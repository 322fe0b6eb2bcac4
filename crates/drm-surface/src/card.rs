//! DRM card device node access
//!
//! Opens `/dev/dri/cardN` and implements [`DrmDevice`] through the kernel's
//! mode-setting ioctls.

use crate::DrmError;
use crate::device::{
    CardResources, Connection, ConnectorInfo, CrtcState, DrmDevice, DumbBuffer, EncoderInfo,
    FramebufferDesc, ModeInfo,
};
use crate::ioctl;
use nix::errno::Errno;
use nix::sys::mman::{self, MapFlags, ProtFlags};
use std::ffi::c_void;
use std::fs::{File, OpenOptions};
use std::num::NonZeroUsize;
use std::os::fd::{AsFd, AsRawFd, BorrowedFd, RawFd};
use std::path::{Path, PathBuf};
use std::ptr::NonNull;

/// Default directory holding DRM device nodes
pub const DRI_DIR: &str = "/dev/dri";

/// Variable-length ioctl results can change between the sizing call and the
/// fetch call (hotplug); give up after this many attempts.
const MAX_FETCH_ATTEMPTS: usize = 4;

/// Open DRM card
#[derive(Debug)]
pub struct Card {
    file: File,
    path: PathBuf,
}

impl Card {
    /// Open `/dev/dri/card<index>`
    pub fn open(index: u32) -> Result<Self, DrmError> {
        Self::open_path(Path::new(DRI_DIR).join(format!("card{}", index)))
    }

    /// Open a card device node by path
    pub fn open_path(path: impl AsRef<Path>) -> Result<Self, DrmError> {
        let path = path.as_ref().to_path_buf();
        let file = OpenOptions::new()
            .read(true)
            .write(true)
            .open(&path)
            .map_err(|source| DrmError::DeviceOpen {
                path: path.clone(),
                source,
            })?;

        tracing::debug!("Opened DRM device {}", path.display());
        Ok(Self { file, path })
    }

    pub fn path(&self) -> &Path {
        &self.path
    }

    fn fd(&self) -> RawFd {
        self.file.as_raw_fd()
    }
}

impl AsFd for Card {
    fn as_fd(&self) -> BorrowedFd<'_> {
        self.file.as_fd()
    }
}

impl DrmDevice for Card {
    type Mapping = MmapRegion;

    fn has_dumb_buffer(&self) -> Result<bool, Errno> {
        let mut cap = ioctl::DrmGetCap {
            capability: ioctl::DRM_CAP_DUMB_BUFFER,
            value: 0,
        };
        unsafe { ioctl::drm_get_cap(self.fd(), &mut cap) }?;
        Ok(cap.value != 0)
    }

    fn resources(&self) -> Result<CardResources, Errno> {
        for _ in 0..MAX_FETCH_ATTEMPTS {
            let mut res = ioctl::DrmModeCardRes::default();
            unsafe { ioctl::drm_mode_getresources(self.fd(), &mut res) }?;

            let mut crtcs = vec![0u32; res.count_crtcs as usize];
            let mut connectors = vec![0u32; res.count_connectors as usize];
            let mut encoders = vec![0u32; res.count_encoders as usize];
            let wanted = (res.count_crtcs, res.count_connectors, res.count_encoders);

            res.count_fbs = 0;
            res.fb_id_ptr = 0;
            res.crtc_id_ptr = crtcs.as_mut_ptr() as u64;
            res.connector_id_ptr = connectors.as_mut_ptr() as u64;
            res.encoder_id_ptr = encoders.as_mut_ptr() as u64;
            unsafe { ioctl::drm_mode_getresources(self.fd(), &mut res) }?;

            if (res.count_crtcs, res.count_connectors, res.count_encoders) != wanted {
                tracing::debug!("Card resources changed while reading, retrying");
                continue;
            }

            return Ok(CardResources {
                crtcs,
                connectors,
                encoders,
                min_width: res.min_width,
                max_width: res.max_width,
                min_height: res.min_height,
                max_height: res.max_height,
            });
        }

        Err(Errno::EAGAIN)
    }

    fn connector(&self, connector_id: u32) -> Result<ConnectorInfo, Errno> {
        for _ in 0..MAX_FETCH_ATTEMPTS {
            let mut conn = ioctl::DrmModeGetConnector {
                connector_id,
                ..Default::default()
            };
            unsafe { ioctl::drm_mode_getconnector(self.fd(), &mut conn) }?;

            let mut modes = vec![ModeInfo::default(); conn.count_modes as usize];
            let mut encoders = vec![0u32; conn.count_encoders as usize];
            let wanted = (conn.count_modes, conn.count_encoders);

            conn.modes_ptr = modes.as_mut_ptr() as u64;
            conn.encoders_ptr = encoders.as_mut_ptr() as u64;
            conn.count_props = 0;
            conn.props_ptr = 0;
            conn.prop_values_ptr = 0;
            unsafe { ioctl::drm_mode_getconnector(self.fd(), &mut conn) }?;

            if (conn.count_modes, conn.count_encoders) != wanted {
                tracing::debug!("Connector {} changed while reading, retrying", connector_id);
                continue;
            }

            return Ok(ConnectorInfo {
                connector_id: conn.connector_id,
                connector_type: conn.connector_type,
                connection: Connection::from_raw(conn.connection),
                encoder_id: conn.encoder_id,
                encoders,
                modes,
                mm_width: conn.mm_width,
                mm_height: conn.mm_height,
            });
        }

        Err(Errno::EAGAIN)
    }

    fn encoder(&self, encoder_id: u32) -> Result<EncoderInfo, Errno> {
        let mut enc = ioctl::DrmModeGetEncoder {
            encoder_id,
            ..Default::default()
        };
        unsafe { ioctl::drm_mode_getencoder(self.fd(), &mut enc) }?;

        Ok(EncoderInfo {
            encoder_id: enc.encoder_id,
            crtc_id: enc.crtc_id,
            possible_crtcs: enc.possible_crtcs,
        })
    }

    fn create_dumb_buffer(&self, width: u32, height: u32, bpp: u32) -> Result<DumbBuffer, Errno> {
        let mut create = ioctl::DrmModeCreateDumb {
            width,
            height,
            bpp,
            ..Default::default()
        };
        unsafe { ioctl::drm_mode_create_dumb(self.fd(), &mut create) }?;

        Ok(DumbBuffer {
            handle: create.handle,
            pitch: create.pitch,
            size: create.size,
        })
    }

    fn destroy_dumb_buffer(&self, handle: u32) -> Result<(), Errno> {
        let mut destroy = ioctl::DrmModeDestroyDumb { handle };
        unsafe { ioctl::drm_mode_destroy_dumb(self.fd(), &mut destroy) }?;
        Ok(())
    }

    fn add_framebuffer(&self, desc: &FramebufferDesc) -> Result<u32, Errno> {
        let mut cmd = ioctl::DrmModeFbCmd {
            fb_id: 0,
            width: desc.width,
            height: desc.height,
            pitch: desc.pitch,
            bpp: desc.bpp,
            depth: desc.depth,
            handle: desc.handle,
        };
        unsafe { ioctl::drm_mode_addfb(self.fd(), &mut cmd) }?;
        Ok(cmd.fb_id)
    }

    fn remove_framebuffer(&self, fb_id: u32) -> Result<(), Errno> {
        let mut id = fb_id;
        unsafe { ioctl::drm_mode_rmfb(self.fd(), &mut id) }?;
        Ok(())
    }

    fn map_dumb_buffer(&self, handle: u32) -> Result<u64, Errno> {
        let mut map = ioctl::DrmModeMapDumb {
            handle,
            ..Default::default()
        };
        unsafe { ioctl::drm_mode_map_dumb(self.fd(), &mut map) }?;
        Ok(map.offset)
    }

    fn map_memory(&self, offset: u64, len: usize) -> Result<MmapRegion, Errno> {
        MmapRegion::map(self.file.as_fd(), offset, len)
    }

    fn get_crtc(&self, crtc_id: u32) -> Result<CrtcState, Errno> {
        let mut crtc = ioctl::DrmModeCrtc {
            crtc_id,
            ..Default::default()
        };
        unsafe { ioctl::drm_mode_getcrtc(self.fd(), &mut crtc) }?;

        Ok(CrtcState {
            crtc_id: crtc.crtc_id,
            fb_id: crtc.fb_id,
            x: crtc.x,
            y: crtc.y,
            gamma_size: crtc.gamma_size,
            mode: (crtc.mode_valid != 0).then_some(crtc.mode),
        })
    }

    fn set_crtc(
        &self,
        crtc_id: u32,
        fb_id: u32,
        position: (u32, u32),
        connectors: &[u32],
        mode: &ModeInfo,
    ) -> Result<(), Errno> {
        let mut crtc = ioctl::DrmModeCrtc {
            set_connectors_ptr: connectors.as_ptr() as u64,
            count_connectors: connectors.len() as u32,
            crtc_id,
            fb_id,
            x: position.0,
            y: position.1,
            gamma_size: 0,
            mode_valid: 1,
            mode: *mode,
        };
        unsafe { ioctl::drm_mode_setcrtc(self.fd(), &mut crtc) }?;
        Ok(())
    }
}

/// Shared read/write memory mapping of a device buffer
#[derive(Debug)]
pub struct MmapRegion {
    ptr: NonNull<c_void>,
    len: usize,
}

// The region is plain device memory owned exclusively by this value.
unsafe impl Send for MmapRegion {}

impl MmapRegion {
    /// Map `len` bytes of `fd` at `offset`
    pub fn map(fd: BorrowedFd<'_>, offset: u64, len: usize) -> Result<Self, Errno> {
        let length = NonZeroUsize::new(len).ok_or(Errno::EINVAL)?;
        let offset = libc::off_t::try_from(offset).map_err(|_| Errno::EOVERFLOW)?;

        let ptr = unsafe {
            mman::mmap(
                None,
                length,
                ProtFlags::PROT_READ | ProtFlags::PROT_WRITE,
                MapFlags::MAP_SHARED,
                fd,
                offset,
            )
        }?;

        Ok(Self { ptr, len })
    }

    pub fn len(&self) -> usize {
        self.len
    }

    pub fn is_empty(&self) -> bool {
        self.len == 0
    }
}

impl AsRef<[u8]> for MmapRegion {
    fn as_ref(&self) -> &[u8] {
        unsafe { std::slice::from_raw_parts(self.ptr.as_ptr() as *const u8, self.len) }
    }
}

impl AsMut<[u8]> for MmapRegion {
    fn as_mut(&mut self) -> &mut [u8] {
        unsafe { std::slice::from_raw_parts_mut(self.ptr.as_ptr() as *mut u8, self.len) }
    }
}

impl Drop for MmapRegion {
    fn drop(&mut self) {
        if let Err(e) = unsafe { mman::munmap(self.ptr, self.len) } {
            tracing::warn!("munmap of {} byte region failed: {}", self.len, e);
        }
    }
}

#[cfg(test)]
mod tests {
    use super::*;
    use std::io::Write;
    use tempfile::NamedTempFile;

    #[test]
    fn test_open_missing_card() {
        let err = Card::open_path("/nonexistent/dri/card9").unwrap_err();
        match err {
            DrmError::DeviceOpen { path, .. } => {
                assert_eq!(path, PathBuf::from("/nonexistent/dri/card9"))
            }
            other => panic!("unexpected error: {other}"),
        }
    }

    #[test]
    fn test_regular_file_is_not_a_card() {
        let temp_file = NamedTempFile::new().unwrap();
        let card = Card::open_path(temp_file.path()).unwrap();
        assert_eq!(card.path(), temp_file.path());
        assert!(card.has_dumb_buffer().is_err());
    }

    #[test]
    fn test_mmap_region_shares_file() {
        let mut temp_file = NamedTempFile::new().unwrap();
        temp_file.write_all(&[0xaa; 4096]).unwrap();
        temp_file.flush().unwrap();

        let file = OpenOptions::new()
            .read(true)
            .write(true)
            .open(temp_file.path())
            .unwrap();

        {
            let mut region = MmapRegion::map(file.as_fd(), 0, 4096).unwrap();
            assert_eq!(region.len(), 4096);
            assert!(region.as_ref().iter().all(|&b| b == 0xaa));
            region.as_mut()[0] = 0x11;
        }

        let contents = std::fs::read(temp_file.path()).unwrap();
        assert_eq!(contents[0], 0x11);
    }

    #[test]
    fn test_mmap_zero_length_rejected() {
        let temp_file = NamedTempFile::new().unwrap();
        let file = File::open(temp_file.path()).unwrap();
        assert_eq!(
            MmapRegion::map(file.as_fd(), 0, 0).unwrap_err(),
            Errno::EINVAL
        );
    }
}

--

*Exercise goal*
Line tally for "while": say how many lines of the records above contain it, and give nothing but the number.

*Exercise solution*
2